Theme: represents a key decision involved in processing a LS diagnosis.

Initial considerations: factors initially considered within the decision.

Theme-based barriers and facilitators: factors discouraging or encouraging participants toward a decisional outcome (may include factors also identified as subthemes).

Positive reinforcers and enablers: Positive reinforcers were factors which could strengthen a facilitator in relation to a decisional outcome, and enablers were factors which may weaken a barrier in relation to a decisional outcome.

Negative reinforcers: factors which could strengthen a barrier in relation to a decisional outcome.

Subthemes: represents the dominant factors considered within decision-making processes.

Decisional outcome(s): summary of participants' intended behaviours on the theme.

Table S2 contains quotes supporting each theme and associated barriers and facilitators (Table S4. For extended quotes). Codes associated with each quote according to theme, and barrier/facilitator are used to support in-text results (e.g. A.Fr.1 refers to Theme A, facilitator and key first quote listed). Some representative quotes are cited in-text and labelled by participant number (e.g., P22) or convenience sample number (e.g., CP45).

Results indicated that participants used the genetic testing and LS information from the interview to weigh-up considerations and inform hypothetical decisions made on behalf of the characters. Complex decision-making pathways were revealed (Figure 1), and thinking patterns tended to evolve as scenarios unfolded and participants became more informed.

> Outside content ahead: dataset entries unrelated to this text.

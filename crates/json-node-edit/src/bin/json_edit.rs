//! `json-edit`: write a value at a path of a JSON document.
//!
//! Usage:
//!   json-edit '<path>' '<value>' [rows]
//!
//! The document is read from stdin. `<path>` is a JSON array (`["a",0]`) or a
//! locator (`$["a"][0]`). `<value>` is coerced to a scalar, or parsed as JSON
//! when it opens an object/array or when `rows` is greater than one.

use std::io::{self, Read, Write};

use json_node_edit::cli::{edit_document, init_logging, load_options, parse_row_count, CliError};

fn run(args: &[String]) -> Result<String, CliError> {
    let options = load_options()?;
    let rows = parse_row_count(args.get(3).map(String::as_str))?;

    let mut buf = String::new();
    io::stdin().read_to_string(&mut buf)?;

    edit_document(buf.trim(), &args[1], &args[2], rows, &options)
}

fn main() {
    init_logging();

    let args: Vec<String> = std::env::args().collect();
    if args.len() < 3 {
        eprintln!("Usage: json-edit '<path>' '<value>' [rows]");
        std::process::exit(1);
    }

    match run(&args) {
        Ok(result) => {
            let mut out = io::stdout();
            if let Err(e) = out
                .write_all(result.as_bytes())
                .and_then(|_| out.write_all(b"\n"))
            {
                eprintln!("{e}");
                std::process::exit(1);
            }
        }
        Err(e) => {
            eprintln!("{e}");
            std::process::exit(1);
        }
    }
}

Decisional pathway diagrams showing barriers and facilitators identified within each theme. (A) Wanting to know of one's LS status; (B) Informing family about LS; and (C) Navigating risk reducing interventions. LS, Lynch syndrome; GT, Genetic testing; HCP, Healthcare professional

Decisional pathway diagrams showing barriers and facilitators identified within each theme. (A) Wanting to know of one's LS status; (B) Informing family about LS; and (C) Navigating risk reducing interventions. LS, Lynch syndrome; GT, Genetic testing; HCP, Healthcare professional

Of participants who initially provided personal opinions about genetic testing (n = 20), 60% (n = 12) were in favour, which increased to 85% (n = 17) at interview conclusion (Table S3). Those initially conditionally in favour [that is, provided specified conditions were met] (n = 4), and neutral, open-minded or unsure (n = 4) towards genetic testing, became in favour by conclusion. One participant remained unsure and two participants initially favouring genetic testing changed their views to conditionally in favour of, or unsure about testing. Of the 23 participants asked at interview conclusion, 91% (n = 21) were in favour of genetic testing.

3.1 Theme A: wanting to know of one's LS status 3.1.1 Theme

Working through the vignettes, participants felt wanting to know of one's LS status was a key factor in this process.

3.1.2 Initial considerations

Personal circumstance, personal beliefs, and knowledge levels about LS and genetic testing were initially raised and may immediately influence the decision to know of one's LS status (Figure 1A).

3.1.3 Associated barriers and facilitators

Barriers included unintended negative consequences (e.g., genetic information misuse or effects upon insurance policies), financial impacts, invasiveness of procedure, the belief that genetic testing may not be necessary (A.Br.1), and fear of testing positive for LS.

Facilitating factors included protecting one's family (A.Fr.1), taking a preventative and proactive approach (A.Fr.2), and controlling one's risk of cancer. Knowledge was a frequently mentioned facilitator, both with regards to having knowledge of one's genetic risk, and having knowledge of genetic testing and LS.

3.1.4 Positive reinforcers and enablers

Knowledge was perceived as a positive reinforcer in deciding to uptake testing as well as enabler which may overcome barriers to testing (e.g., fear and mistrust of procedure) (A.Fr.4).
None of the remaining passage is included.